La trattiva costituirebbe un passo necessario al fine di correggere la struttura di banca federale in quella di banca unica, avendo diretti benefici sul Cet1, sui costi e sulle tasse, come sottolineato da Mediobanca.

L’ottimismo manifestato dal mercato proviene anche dall’ormai imminente presentazione del piano industriale 2019-2020, prevista per il prossimo lunedì, secondo un’unione di intenti rispetto alle ultime indiscrezioni.

La manifesta volontà dell’ad Victor Massiah è infatti quella di proporre delle misure di semplificazione della struttura del gruppo, avviando così un abbandono del modello federale.

Le prospettive sembrano quindi guardare ad un’unica direzione per Ubi Banca, quella che sembra piacere agli azionisti.
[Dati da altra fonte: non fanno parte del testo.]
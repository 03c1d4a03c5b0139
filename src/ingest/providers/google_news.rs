// src/ingest/providers/google_news.rs
use async_trait::async_trait;
use reqwest::Url;
use std::collections::HashSet;
use std::sync::Arc;

use crate::blocklist::Blocklist;
use crate::config::GoogleNewsConfig;
use crate::error::{FetchError, FetchResult};
use crate::ingest::feed::parse_feed;
use crate::ingest::http::HttpClient;
use crate::ingest::types::SourceProvider;
use crate::ingest::{clean_title, now_unix, title_or_untitled, Admission};
use crate::item::{Item, SourceTag};

/// Search-aggregator RSS for a fixed query.
pub struct GoogleNewsProvider {
    cfg: GoogleNewsConfig,
    client: HttpClient,
    admission: Admission,
}

impl GoogleNewsProvider {
    pub fn new(cfg: GoogleNewsConfig, client: HttpClient, blocklist: Arc<Blocklist>) -> Self {
        let admission = Admission::new(blocklist, cfg.max_age_hours);
        Self {
            cfg,
            client,
            admission,
        }
    }

    pub fn search_url(&self) -> FetchResult<String> {
        if self.cfg.query.trim().is_empty() {
            return Err(FetchError::Configuration(
                "google news source needs a non-empty query".to_string(),
            ));
        }
        Url::parse_with_params(
            &self.cfg.base_url,
            &[
                ("q", self.cfg.query.as_str()),
                ("hl", "en-US"),
                ("gl", "US"),
                ("ceid", "US:en"),
            ],
        )
        .map(String::from)
        .map_err(|e| FetchError::Configuration(format!("base_url `{}`: {e}", self.cfg.base_url)))
    }

    pub fn parse_items(&self, body: &str, now: i64) -> FetchResult<Vec<Item>> {
        let entries = parse_feed(body)?;
        let tag = self.tag();
        let mut seen = HashSet::new();
        let mut out = Vec::new();

        for (idx, entry) in entries.into_iter().take(self.cfg.limit).enumerate() {
            let Some(link) = entry.link else {
                continue;
            };
            let key = entry.id.unwrap_or_else(|| link.clone());
            if !seen.insert(key.clone()) {
                continue;
            }
            if self.admission.too_old(now, entry.published_at) {
                continue;
            }
            let title = strip_publisher(
                &title_or_untitled(entry.title.as_deref()),
                entry.publisher.as_deref(),
            );
            if self.admission.blocked(&tag, &title) {
                continue;
            }

            out.push(Item {
                id: format!("gnews:{key}"),
                title,
                source: tag.clone(),
                engagement_score: self.cfg.fallback_score,
                comment_count: 0,
                url: link.clone(),
                created_at: entry.published_at,
                permalink: link,
                source_rank: (idx + 1) as u32,
                trending: false,
                trending_count: None,
            });
        }
        Ok(out)
    }
}

#[async_trait]
impl SourceProvider for GoogleNewsProvider {
    async fn fetch_latest(&self) -> FetchResult<Vec<Item>> {
        let url = self.search_url()?;
        let body = self.client.get_feed(&url).await?;
        self.parse_items(&body, now_unix())
    }

    fn tag(&self) -> SourceTag {
        SourceTag::GoogleNews
    }

    fn quota(&self) -> usize {
        self.cfg.quota
    }
}

/// Drop the trailing ` - Publisher` the search feed appends to headlines.
fn strip_publisher(title: &str, publisher: Option<&str>) -> String {
    if let Some(p) = publisher.map(clean_title).filter(|p| !p.is_empty()) {
        if let Some(stripped) = title.strip_suffix(&format!(" - {p}")) {
            return stripped.trim().to_string();
        }
    }
    title.to_string()
}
Azioni Ubi Banca in rialzo: verso la resistenza a €3,1

Le azioni Ubi Banca guidano il rialzo della mattinata, staccando tutti gli altri titoli del comparto bancario e proseguendo il rally delle ultime sedute.
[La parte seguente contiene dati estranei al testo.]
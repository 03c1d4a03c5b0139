// src/ingest/http.rs
//! Shared HTTP client with a browser-like header set.

use reqwest::header::ACCEPT;
use reqwest::Client;
use std::time::Duration;

use crate::config::HttpConfig;
use crate::error::{FetchError, FetchResult};

const JSON_ACCEPT: &str = "application/json, text/plain, */*";

#[derive(Debug, Clone)]
pub struct HttpClient {
    client: Client,
    feed_accept: String,
}

impl HttpClient {
    pub fn new(cfg: &HttpConfig) -> FetchResult<Self> {
        let client = Client::builder()
            .timeout(Duration::from_secs(cfg.timeout_secs))
            .user_agent(cfg.user_agent.clone())
            .build()
            .map_err(|e| FetchError::Configuration(format!("building HTTP client: {e}")))?;
        Ok(Self {
            client,
            feed_accept: cfg.feed_accept.clone(),
        })
    }

    /// GET an RSS/Atom document.
    pub async fn get_feed(&self, url: &str) -> FetchResult<String> {
        self.get_text(url, &self.feed_accept).await
    }

    /// GET a JSON API payload as text.
    pub async fn get_json(&self, url: &str) -> FetchResult<String> {
        self.get_text(url, JSON_ACCEPT).await
    }

    async fn get_text(&self, url: &str, accept: &str) -> FetchResult<String> {
        let resp = self.client.get(url).header(ACCEPT, accept).send().await?;
        let status = resp.status();
        if !status.is_success() {
            return Err(FetchError::Status {
                status: status.as_u16(),
                url: url.to_string(),
            });
        }
        Ok(resp.text().await?)
    }
}
// src/error.rs
use thiserror::Error;

/// Failures a source can report for one fetch cycle.
///
/// `Transport`, `Status` and `Parse` are absorbed at the ingest boundary (the source
/// contributes nothing). `Configuration` is surfaced to the caller because the
/// source cannot work for any cycle until its config is fixed.
#[derive(Debug, Error)]
pub enum FetchError {
    #[error("transport error: {0}")]
    Transport(#[from] reqwest::Error),

    #[error("unexpected HTTP status {status} from {url}")]
    Status { status: u16, url: String },

    #[error("parse error: {0}")]
    Parse(String),

    #[error("configuration error: {0}")]
    Configuration(String),
}

impl FetchError {
    pub fn is_configuration(&self) -> bool {
        matches!(self, FetchError::Configuration(_))
    }
}

impl From<serde_json::Error> for FetchError {
    fn from(e: serde_json::Error) -> Self {
        FetchError::Parse(e.to_string())
    }
}

impl From<quick_xml::DeError> for FetchError {
    fn from(e: quick_xml::DeError) -> Self {
        FetchError::Parse(e.to_string())
    }
}

pub type FetchResult<T> = std::result::Result<T, FetchError>;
Dopo i minimi stabiliti alla fine della scorsa settimana sotto quota €2,5, infatti, il titolo è ora alle soglie dei €3, come osservabile dal seguente grafico:

I volumi indicano un buon sostegno del mercato agli ultimi giorni di rialzo, che hanno visto un avvicinamento dell’indicatore RSI al valore medio di 50.

Il titolo ha ritracciato durante la giornata di ieri dalla media mobile a 20 periodi ma l’inerzia tenuta nelle ultime sedute, unita alle notizie positive di questo periodo, prospettano almeno una prosecuzione del rialzo verso la resistenza a €3,1.

A quel punto il prossimo target per le azioni Ubi Banca sarebbe rappresentato dalla zona di accumulazione attorno a quota €3,5, obiettivo che per essere raggiunto richiede il taglio delle altre due medie mobili a più lungo periodo.

Vedremo se la seconda parte della settimana, con l’esito del referendum per la Brexit, e la presentazione del piano industriale del prossimo lunedì riusciranno a spingere il titolo lungo un rialzo prolungato.